Pakistan's electricity theft, system losses estimated at Rs80b

ISLAMABAD — Pakistan is losing Rs80 billion annually on account of electricity theft and system losses in the power sector. A day long workshop here yesterday called upon the government to reduce power losses to greatly overcome the growing power crisis in the country.

By A Correspondent

  • Follow us on
  • google-news
  • whatsapp
  • telegram

Published: Thu 5 Apr 2007, 8:31 AM

Last updated: Tue 14 Nov 2023, 4:01 PM

Some of the participants wondered why the power utilities and distribution companies have not been able to reduce their system losses and that the government should look into the issue seriously.

The workshop also recommended for mandatory display of energy efficiency labels on electric equipment, subsidising energy efficient equipment, a proper policy on energy saving devices. They also discussed introducing time of day metres for all the sectors of consumers thereby fixing higher charges for peak hours and less in off-peak use

It also called for introducing a system of punishing consumers for use of low-quality electrical material and equipment as a tool for energy conservation to overcome the growing power crisis in the country.

This is one of the many proposals the policy makers are considering at the moment. If approved, this would need appointment of new workforce on the pattern of electricity inspectors to check consumer premises to ensure quality of wire, equipment and materials to reduce system losses, even though the consumers pay for these losses.

This was the gist of a day-long workshop in which the ministries, the power regulator and the power distributors agreed that conservation and demand side energy management was the only solution to an immediate energy crisis arising out of more than 2,000mw of electricity supply shortage this summer. They recommended a long list of measures for conservation and demand side energy management - ranging from two weekly holidays to early closure of commercial activities. But most of their recommendations were focused on energy savings from the point distribution companies supply electricity to consumers, rather than from policy making to delivery point except energy loss reduction programme.

The workshop "Conservation of Energy and Demand side management" was organised by National Electric Power Regulatory Authority (Nepra) and attended by ministries of water and power, petroleum and natural resources, National Energy Conservation Centre (Enercon), Pakistan Engineering Council and all power distribution companies participated. There was no representation from the planning commission.

A representative of the GTZ of Germany and an official of a distribution company Ibrahim Khattak asked the policy makers to show on televisions and in real life top government functionaries like the prime minister and his ministers conserving energy who enjoyed free electricity that would send a positive signal to the people.

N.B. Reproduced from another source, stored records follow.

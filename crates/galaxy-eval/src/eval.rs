use galaxy_core::{GalaxyError, Op, Term, TermArena, TermId, Value};
use galaxy_reader::{read_program, read_term};
use hashbrown::{HashMap, HashSet};
use tracing::debug;

use crate::operators;
use crate::prelude::PRELUDE;
use crate::store::{TermStore, DEFAULT_CACHE_CAPACITY};

pub type EvalResult = Result<TermId, GalaxyError>;

/// What a frame is waiting for.
enum Stage {
    Step,
    /// `expr = ap f x`, waiting for `f`.
    Head1 { x: TermId },
    /// `f` evaluated to `ap g y`, waiting for `g`.
    Head2 { x: TermId, y: TermId },
    /// `g` evaluated to `ap h z`, waiting for `h`.
    Head3 { x: TermId, y: TermId, z: TermId },
    /// Forcing the strict arguments of `op`, `next` indexes its strict list.
    Force {
        op: Op,
        args: Vec<TermId>,
        next: usize,
    },
}

/// One evaluation in progress: the node whose memo slot gets the result,
/// and the term it has been stepped to so far.
struct Frame {
    root: TermId,
    expr: TermId,
    stage: Stage,
}

impl Frame {
    fn new(root: TermId) -> Self {
        Frame {
            root,
            expr: root,
            stage: Stage::Step,
        }
    }
}

enum Action {
    /// Evaluate this term, then resume the current frame in this stage.
    Need(TermId, Stage),
    /// The current term steps to this one; a step to itself is a normal form.
    Next(TermId),
}

/// Graph-reduction evaluator over a hash-consed term store.
#[derive(Debug)]
pub struct Evaluator {
    store: TermStore,
    definitions: HashMap<TermId, TermId>,
    steps: u64,
}

impl Default for Evaluator {
    fn default() -> Self {
        Self::new()
    }
}

impl Evaluator {
    pub fn new() -> Self {
        Self::with_capacity(DEFAULT_CACHE_CAPACITY)
    }

    pub fn with_capacity(cache_capacity: usize) -> Self {
        Evaluator {
            store: TermStore::new(cache_capacity),
            definitions: HashMap::new(),
            steps: 0,
        }
    }

    /// An evaluator with `inc`, `dec`, `pwr2` and `checkerboard` defined.
    pub fn with_prelude(cache_capacity: usize) -> Result<Self, GalaxyError> {
        let mut evaluator = Self::with_capacity(cache_capacity);
        evaluator.load_program(PRELUDE)?;
        Ok(evaluator)
    }

    pub fn store(&self) -> &TermStore {
        &self.store
    }

    pub fn store_mut(&mut self) -> &mut TermStore {
        &mut self.store
    }

    pub fn arena(&self) -> &TermArena {
        self.store.arena()
    }

    pub fn arena_mut(&mut self) -> &mut TermArena {
        self.store.arena_mut()
    }

    /// Reduction steps taken since construction.
    pub fn steps(&self) -> u64 {
        self.steps
    }

    // --- definitions ---

    /// Bind `name` to `body`.
    ///
    /// Every memoized application that mentions `name`, directly or through
    /// another definition, is invalidated.
    pub fn define(&mut self, name: TermId, body: TermId) -> Result<(), GalaxyError> {
        match self.arena().term(name) {
            Term::Name(_) => {}
            Term::Op(op) => {
                return Err(GalaxyError::malformed(format!(
                    "cannot redefine primitive operator {op}"
                )))
            }
            _ => {
                return Err(GalaxyError::malformed(format!(
                    "definition target must be a name, got {}",
                    self.arena().describe(name)
                )))
            }
        }
        self.definitions.insert(name, body);

        let mut changed = vec![name];
        let mut affected: HashSet<TermId> = HashSet::new();
        affected.insert(name);
        let mut touched = 0;
        while let Some(next) = changed.pop() {
            touched += self.store.arena_mut().invalidate(next);
            for (&other, &other_body) in &self.definitions {
                if !affected.contains(&other) && mentions(self.store.arena(), other_body, next) {
                    affected.insert(other);
                    changed.push(other);
                }
            }
        }
        if touched > 0 {
            debug!(
                name = self.arena().name_of(name).unwrap_or_default(),
                touched, "invalidated memoized terms"
            );
        }
        Ok(())
    }

    pub fn definition(&self, name: TermId) -> Option<TermId> {
        self.definitions.get(&name).copied()
    }

    /// Every `(name, body)` pair, in no particular order.
    pub fn definitions(&self) -> impl Iterator<Item = (TermId, TermId)> + '_ {
        self.definitions.iter().map(|(name, body)| (*name, *body))
    }

    pub fn lookup(&mut self, name: &str) -> Option<TermId> {
        let id = self.arena_mut().name(name);
        self.definition(id)
    }

    /// Read `name = body` lines and define each. Returns how many.
    pub fn load_program(&mut self, src: &str) -> Result<usize, GalaxyError> {
        let defs = read_program(self.store.arena_mut(), src)?;
        for def in &defs {
            self.define(def.lhs, def.rhs)
                .map_err(|e| e.with_note(format!("in definition at line {}", def.span.line)))?;
        }
        debug!(count = defs.len(), "loaded definitions");
        Ok(defs.len())
    }

    pub fn read(&mut self, src: &str) -> EvalResult {
        read_term(self.store.arena_mut(), src)
    }

    pub fn eval_str(&mut self, src: &str) -> EvalResult {
        let term = self.read(src)?;
        self.evaluate(term)
    }

    // --- reduction ---

    /// The cached result for `id`, or `id` itself when it cannot reduce.
    fn memo(&self, id: TermId) -> Option<TermId> {
        let arena = self.store.arena();
        match arena.term(id) {
            Term::App(..) => arena.evaluated(id).filter(|_| !arena.is_dirty(id)),
            Term::Name(_) if self.definitions.contains_key(&id) => None,
            _ => Some(id),
        }
    }

    /// Reduce `term` to normal form.
    ///
    /// Each step either needs some subterm evaluated first (a new frame is
    /// pushed) or moves the current term; a step that returns its own input
    /// finishes the frame and caches the result on the frame's root.
    pub fn evaluate(&mut self, term: TermId) -> EvalResult {
        if let Some(done) = self.memo(term) {
            return Ok(done);
        }
        let start = self.steps;
        let mut peak = 0;
        let mut stack: Vec<Frame> = Vec::new();
        let mut frame = Frame::new(term);
        let mut action = self.step(term);
        loop {
            match action {
                Action::Need(child, stage) => match self.memo(child) {
                    Some(value) => action = self.resume(frame.expr, stage, value)?,
                    None => {
                        frame.stage = stage;
                        stack.push(std::mem::replace(&mut frame, Frame::new(child)));
                        peak = peak.max(stack.len());
                        action = self.step(child);
                    }
                },
                Action::Next(next) if next == frame.expr => {
                    self.finish(frame.root, next);
                    match stack.pop() {
                        Some(mut parent) => {
                            let stage = std::mem::replace(&mut parent.stage, Stage::Step);
                            action = self.resume(parent.expr, stage, next)?;
                            frame = parent;
                        }
                        None => {
                            debug!(steps = self.steps - start, peak, "evaluated");
                            return Ok(next);
                        }
                    }
                }
                Action::Next(next) => {
                    self.steps += 1;
                    frame.expr = next;
                    action = self.step(next);
                }
            }
        }
    }

    fn step(&self, expr: TermId) -> Action {
        if let Some((f, x)) = self.store.arena().children(expr) {
            return match self.memo(expr) {
                Some(done) => Action::Next(done),
                None => Action::Need(f, Stage::Head1 { x }),
            };
        }
        Action::Next(self.definition(expr).unwrap_or(expr))
    }

    fn resume(&mut self, expr: TermId, stage: Stage, value: TermId) -> Result<Action, GalaxyError> {
        match stage {
            Stage::Step => Ok(self.step(expr)),
            Stage::Head1 { x } => {
                if let Some(op) = self.rule_at(value, 1) {
                    return self.force_or_reduce(op, vec![x], 0);
                }
                Ok(match self.store.arena().children(value) {
                    Some((g, y)) => Action::Need(g, Stage::Head2 { x, y }),
                    None => Action::Next(expr),
                })
            }
            Stage::Head2 { x, y } => {
                if let Some(op) = self.rule_at(value, 2) {
                    return self.force_or_reduce(op, vec![y, x], 0);
                }
                Ok(match self.store.arena().children(value) {
                    Some((h, z)) => Action::Need(h, Stage::Head3 { x, y, z }),
                    None => Action::Next(expr),
                })
            }
            Stage::Head3 { x, y, z } => match self.rule_at(value, 3) {
                Some(op) => self.force_or_reduce(op, vec![z, y, x], 0),
                None => Ok(Action::Next(expr)),
            },
            Stage::Force { op, mut args, next } => {
                let slot = op.strict_args(args.len())[next];
                args[slot] = value;
                self.force_or_reduce(op, args, next + 1)
            }
        }
    }

    fn rule_at(&self, head: TermId, argc: usize) -> Option<Op> {
        self.store
            .arena()
            .as_op(head)
            .filter(|op| op.reduces_at(argc))
    }

    fn force_or_reduce(
        &mut self,
        op: Op,
        args: Vec<TermId>,
        next: usize,
    ) -> Result<Action, GalaxyError> {
        match op.strict_args(args.len()).get(next) {
            Some(&slot) => Ok(Action::Need(args[slot], Stage::Force { op, args, next })),
            None => Ok(Action::Next(operators::reduce(&mut self.store, op, &args)?)),
        }
    }

    fn finish(&mut self, root: TermId, result: TermId) {
        let arena = self.store.arena_mut();
        if arena.is_app(root) && arena.evaluated(root).is_none() {
            arena.set_evaluated(root, result);
        }
    }

    /// Evaluate `term` and every component of the data it produces.
    pub fn force_value(&mut self, term: TermId) -> Result<Value, GalaxyError> {
        enum Pending {
            Head(TermId),
            Tail(Value),
        }

        let mut stack = Vec::new();
        let mut cur = term;
        loop {
            let normal = self.evaluate(cur)?;
            let arena = self.store.arena();
            let mut value = match arena.term(normal) {
                Term::Int(n) => Value::Int(n.clone()),
                Term::Op(Op::Nil) => Value::Nil,
                _ => match arena.pair_parts(normal) {
                    Some((head, tail)) => {
                        stack.push(Pending::Head(tail));
                        cur = head;
                        continue;
                    }
                    None => {
                        return Err(GalaxyError::decode(format!(
                            "expected data, evaluation produced {}",
                            arena.describe(normal)
                        )))
                    }
                },
            };
            loop {
                match stack.pop() {
                    None => return Ok(value),
                    Some(Pending::Head(tail)) => {
                        stack.push(Pending::Tail(value));
                        cur = tail;
                        break;
                    }
                    Some(Pending::Tail(head)) => value = Value::pair(head, value),
                }
            }
        }
    }
}

/// Whether `needle` occurs anywhere inside `term`.
fn mentions(arena: &TermArena, term: TermId, needle: TermId) -> bool {
    let mut seen = HashSet::new();
    let mut work = vec![term];
    while let Some(next) = work.pop() {
        if next == needle {
            return true;
        }
        if !seen.insert(next) {
            continue;
        }
        if let Some((f, x)) = arena.children(next) {
            work.push(f);
            work.push(x);
        }
    }
    false
}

Chairman National Electric Power Regulatory Authority (Nepra) Lt. Gen. (retd) Saeed-uz-Zafar said two weekly holidays, apart of saving a lot of energy, could be a very good alternative to early closure of commercial activities to make up for reduction in commercial hours. He said a committee comprising distribution companies, Nepra and other related agencies would make recommendations to the government on the subject.

Managing director of Enercon Pervez Tahir told the workshop that the country would be facing electricity shortage of more than 2000mw this summer and everybody should get ready to share it. Asked as to why the government agencies have not been able to do supply side management to overcome shortage instead of suppressing demand, Tahir said the government agencies were asking for efficient use of energy which was not demand suppression.

Secretary water and power Ashfaq Mehmood said a combination of house keeping measures besides options like pricing as a tool to demand side management, education and awareness could be considered to overcome the shortage. He said the government did not support subsidising energy saving devices and it should be seen by the consumers as a business benefit. He did not comment on supply side measures to overcome shortage.

While the participants exchanged views on conservation, some of them on the sidelines also discussed that Chairman of Wapda who practically heads distribution and generation companies of Wapda chartered a special plan from Lahore to reach Islamabad the same day to meet secretary water and power.

They proposed that consumers should be made through the electricity metres to use good quality cables and equipments and replace them after some time because a lot of energy was lost by old cables and equipment. This, they said, be done by re- introducing electricity test certificates before new connections — a practice the Wapda's military management had done away with on the grounds that it encouraged corruption. The workshop recommended that energy advisors should be appointed to convince consumers about conservations.